LE COURRIER
Les foudres du juge Auclair
Cette fois-ci, nous n'avons pas eu droit à notre exemplaire
du bulletin de l'Association pour le soutien et l'usage de la
langue française (ASULF). Habituellement, M. Robert Auclair,
son président, nous le fait parvenir gracieusement. Pourquoi
nous avoir oubliés? Peut-être parce qu'on y prononce
un jugement contre le Trésor de la langue française
au Québec. En effet, l'ASULF commente longuement la réplique
que nous avons donné, Steve Canac-Marquis et moi, à
Mme Marie-Éva de Villers pour sa critique des québécismes
que nous avons fait inclure dans Le Petit Larousse 2004 (voir
Le Soleil, 8 septembre 2003). C'est son droit, mais la
plaidoirie de M. Auclair est de l'ordre de l'opinion, non pas
de la démonstration. Rappelons simplement ici que nous
reconnaissons l'utilité du dictionnaire de Mme de Villers
pour les questions de grammaire, mais nous estimons que son évaluation
des québécismes ne repose pas sur une recherche
sérieuse. Notre point de vue est précisé
dans un article que vient de publier la revue Québec
français (hiver 2004).
M. Auclair écrit : "Il va de soi que l'usage soit
la règle dans un pays normal au point de vue linguistique",
mais "il saute aux yeux que le Québec n'est pas,
au point de vue linguistique, un pays normal". C'est à
partir de telles prémisses qu'on dénie aux Québécois,
qui parlent le français depuis quatre siècles,
la compétence de juger de leurs particularités
de langage. Pour notre part, nous croyons qu'il est temps d'adopter
sur ce point une attitude raisonnable en commençant par
un examen objectif des faits. C'est pourquoi nous luttons pour
que s'impose (enfin!) une approche qui soit basée sur
autre chose que les préjugés, les à-peu-près,
la peur même (personne ne va nous comprendre!), bref pour
que nous sortions pour de bon de la Grande Noirceur qui revient
périodiquement obscurcir nos débats sur la langue.

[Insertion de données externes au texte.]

//! Adapter Contract Tests
//!
//! - equality is reflexive and structural across distinct instances
//! - the bare contract fails every CRUD operation with NotImplemented
//! - adapters are interchangeable behind `Arc<dyn Adapter>`

use std::collections::BTreeMap;
use std::sync::Arc;

use serde_json::json;

use datastore_fs::adapter::{
    build_adapter, AbstractAdapter, Adapter, AdapterConfig, AdapterDescriptor, AdapterError,
    Fields, MemoryAdapter, NamingConvention, Query, ReadOnly, RecordSet,
};

fn configs() -> Vec<AdapterConfig> {
    let mut options = BTreeMap::new();
    options.insert("backend".to_string(), json!("memory"));

    vec![
        AdapterConfig::memory("default"),
        AdapterConfig::new("default", options),
        AdapterConfig::memory("default").with_field_naming(NamingConvention::Identity),
        AdapterConfig::memory("default")
            .with_resource_naming(NamingConvention::UnderscoredAndPluralizedWithoutModule),
        AdapterConfig::memory("secondary"),
    ]
}

fn check_identity<A: Adapter>(make: impl Fn(AdapterConfig) -> A) {
    for config in configs() {
        let a = make(config.clone());
        let b = make(config);

        assert!(a.same_as(&a));
        assert!(a.equivalent(&a));

        assert!(!a.same_as(&b));
        assert!(a.equivalent(&b));
        assert!(b.equivalent(&a));
    }
}

#[test]
fn test_equality_is_reflexive_and_structural() {
    check_identity(AbstractAdapter::new);
    check_identity(MemoryAdapter::new);
    check_identity(|config| ReadOnly::new(MemoryAdapter::new(config)));
}

#[test]
fn test_equivalence_across_backends() {
    let config = AdapterConfig::memory("default");
    let memory = MemoryAdapter::new(config.clone());
    let bare = AbstractAdapter::new(config);
    assert!(memory.equivalent(&bare));
    assert!(!memory.same_as(&bare));
}

#[test]
fn test_different_settings_are_not_equivalent() {
    let configs = configs();
    for (i, a) in configs.iter().enumerate() {
        for (j, b) in configs.iter().enumerate() {
            assert_eq!(a.equivalent(b), i == j, "configs {} and {}", i, j);
            assert_eq!(a == b, i == j);
        }
    }
}

#[test]
fn test_bare_contract_is_not_implemented() {
    let mut options = BTreeMap::new();
    options.insert("backend".to_string(), json!("abstract"));
    let adapter: Arc<dyn Adapter> = build_adapter(AdapterConfig::new("base", options)).unwrap();
    let mut set = RecordSet::new("file_items", "id");

    for (operation, result) in [
        ("create", adapter.create(&mut set).map(|_| ())),
        ("read", adapter.read(&Query::new("file_items")).map(|_| ())),
        ("update", adapter.update(&Fields::new(), &set).map(|_| ())),
        ("delete", adapter.delete(&set).map(|_| ())),
    ] {
        match result {
            Err(AdapterError::NotImplemented { adapter, operation: op }) => {
                assert_eq!(adapter, "base");
                assert_eq!(op, operation);
            }
            other => panic!("{} returned {:?}", operation, other),
        }
    }
}

#[test]
fn test_memory_backend_round_trip_through_trait_object() {
    let adapter: Arc<dyn Adapter> = build_adapter(AdapterConfig::memory("default")).unwrap();

    let mut set = RecordSet::new("file_items", "id");
    for path in ["a", "b", "a"] {
        let mut fields = Fields::new();
        fields.insert("path".into(), json!(path));
        set.push(fields);
    }
    assert_eq!(adapter.create(&mut set).unwrap(), 3);

    let matches = adapter
        .read(&Query::new("file_items").filter("path", "a"))
        .unwrap();
    assert_eq!(matches.len(), 2);

    let mut attributes = Fields::new();
    attributes.insert("path".into(), json!("c"));
    let mut first = RecordSet::new("file_items", "id");
    first.push(matches[0].clone());
    assert_eq!(adapter.update(&attributes, &first).unwrap(), 1);
    assert_eq!(adapter.delete(&first).unwrap(), 1);

    let remaining = adapter.read(&Query::new("file_items")).unwrap();
    let ids: Vec<_> = remaining.iter().map(|r| r["id"].clone()).collect();
    assert_eq!(ids, vec![json!(2), json!(3)]);
}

Prenons un exemple, soit la locution s'objecter à
au sens de "s'opposer à", que M. Auclair nous
reproche d'avoir employée. Cette locution a été
condamnée par d'autres que lui, mais sans justification
convaincante. Les deux seules raisons invoquées sont que
cette façon de dire n'a pas cours en France (c'est vrai!)
et qu'elle viendrait de l'anglais (c'est ce que déclare
le Multi). Sur quelle analyse repose donc la seconde affirmation?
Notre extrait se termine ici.